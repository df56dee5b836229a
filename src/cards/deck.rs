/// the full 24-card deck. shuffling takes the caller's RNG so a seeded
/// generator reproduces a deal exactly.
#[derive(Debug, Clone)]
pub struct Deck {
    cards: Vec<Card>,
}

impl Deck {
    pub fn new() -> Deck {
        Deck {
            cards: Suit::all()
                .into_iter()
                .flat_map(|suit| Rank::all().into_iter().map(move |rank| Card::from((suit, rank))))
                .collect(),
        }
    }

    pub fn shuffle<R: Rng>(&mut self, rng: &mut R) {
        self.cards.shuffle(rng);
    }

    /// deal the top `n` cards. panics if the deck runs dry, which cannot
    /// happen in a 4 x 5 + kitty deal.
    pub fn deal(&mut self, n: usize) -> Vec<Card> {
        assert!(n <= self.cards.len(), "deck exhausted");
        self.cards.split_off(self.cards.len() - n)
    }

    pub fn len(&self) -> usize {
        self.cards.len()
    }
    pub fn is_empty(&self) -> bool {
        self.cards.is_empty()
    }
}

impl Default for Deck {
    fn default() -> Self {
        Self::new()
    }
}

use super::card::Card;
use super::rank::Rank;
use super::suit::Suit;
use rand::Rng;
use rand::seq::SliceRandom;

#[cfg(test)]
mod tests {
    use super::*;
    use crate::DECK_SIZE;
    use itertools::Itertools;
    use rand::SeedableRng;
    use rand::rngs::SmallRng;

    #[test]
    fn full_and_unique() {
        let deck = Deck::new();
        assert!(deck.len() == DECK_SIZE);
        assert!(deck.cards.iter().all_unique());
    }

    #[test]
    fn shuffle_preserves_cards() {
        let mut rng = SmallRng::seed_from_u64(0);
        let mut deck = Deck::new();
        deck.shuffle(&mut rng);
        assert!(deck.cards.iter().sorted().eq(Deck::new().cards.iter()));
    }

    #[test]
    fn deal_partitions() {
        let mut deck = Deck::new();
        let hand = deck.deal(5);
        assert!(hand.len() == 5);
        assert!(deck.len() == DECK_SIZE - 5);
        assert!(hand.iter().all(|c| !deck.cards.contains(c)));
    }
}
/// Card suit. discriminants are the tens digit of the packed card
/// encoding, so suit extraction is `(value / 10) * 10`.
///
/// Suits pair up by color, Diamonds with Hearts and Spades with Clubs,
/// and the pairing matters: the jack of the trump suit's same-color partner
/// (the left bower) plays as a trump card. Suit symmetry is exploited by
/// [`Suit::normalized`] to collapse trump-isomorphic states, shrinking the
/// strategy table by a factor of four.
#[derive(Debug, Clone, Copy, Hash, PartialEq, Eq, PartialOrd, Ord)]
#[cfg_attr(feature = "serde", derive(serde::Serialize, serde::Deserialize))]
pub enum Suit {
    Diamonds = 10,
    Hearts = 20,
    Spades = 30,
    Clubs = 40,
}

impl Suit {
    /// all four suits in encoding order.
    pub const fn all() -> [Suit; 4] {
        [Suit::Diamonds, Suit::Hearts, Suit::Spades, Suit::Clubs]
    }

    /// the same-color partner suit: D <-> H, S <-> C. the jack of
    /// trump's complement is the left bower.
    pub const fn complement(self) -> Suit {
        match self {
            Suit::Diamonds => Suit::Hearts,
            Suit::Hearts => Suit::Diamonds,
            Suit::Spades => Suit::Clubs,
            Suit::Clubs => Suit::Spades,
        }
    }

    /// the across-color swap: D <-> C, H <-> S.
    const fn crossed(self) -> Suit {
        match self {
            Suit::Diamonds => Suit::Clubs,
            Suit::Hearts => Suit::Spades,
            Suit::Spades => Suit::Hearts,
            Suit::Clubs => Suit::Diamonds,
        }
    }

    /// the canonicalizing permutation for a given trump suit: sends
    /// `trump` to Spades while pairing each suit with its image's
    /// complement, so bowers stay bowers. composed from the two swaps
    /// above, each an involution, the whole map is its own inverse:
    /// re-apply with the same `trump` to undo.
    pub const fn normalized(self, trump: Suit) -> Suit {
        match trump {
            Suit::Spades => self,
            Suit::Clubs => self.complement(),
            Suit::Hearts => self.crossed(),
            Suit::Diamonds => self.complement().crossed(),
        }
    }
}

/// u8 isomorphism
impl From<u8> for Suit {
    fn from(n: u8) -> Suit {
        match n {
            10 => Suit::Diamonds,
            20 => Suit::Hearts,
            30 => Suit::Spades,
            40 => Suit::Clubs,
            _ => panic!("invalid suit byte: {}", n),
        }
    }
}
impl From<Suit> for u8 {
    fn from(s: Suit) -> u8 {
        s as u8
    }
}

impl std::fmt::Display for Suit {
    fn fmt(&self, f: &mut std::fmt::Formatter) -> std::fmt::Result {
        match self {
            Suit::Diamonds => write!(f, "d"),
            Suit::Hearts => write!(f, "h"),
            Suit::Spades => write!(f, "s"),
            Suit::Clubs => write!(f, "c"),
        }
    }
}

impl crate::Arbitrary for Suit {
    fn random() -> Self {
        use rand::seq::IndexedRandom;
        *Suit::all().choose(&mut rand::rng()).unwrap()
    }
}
⁂
— Problem —
For each line above that carries the word "color", copy it out.

— Answer to the problem —
/// Suits pair up by color, Diamonds with Hearts and Spades with Clubs,
/// and the pairing matters: the jack of the trump suit's same-color partner
    /// the same-color partner suit: D <-> H, S <-> C. the jack of
    /// the across-color swap: D <-> C, H <-> S.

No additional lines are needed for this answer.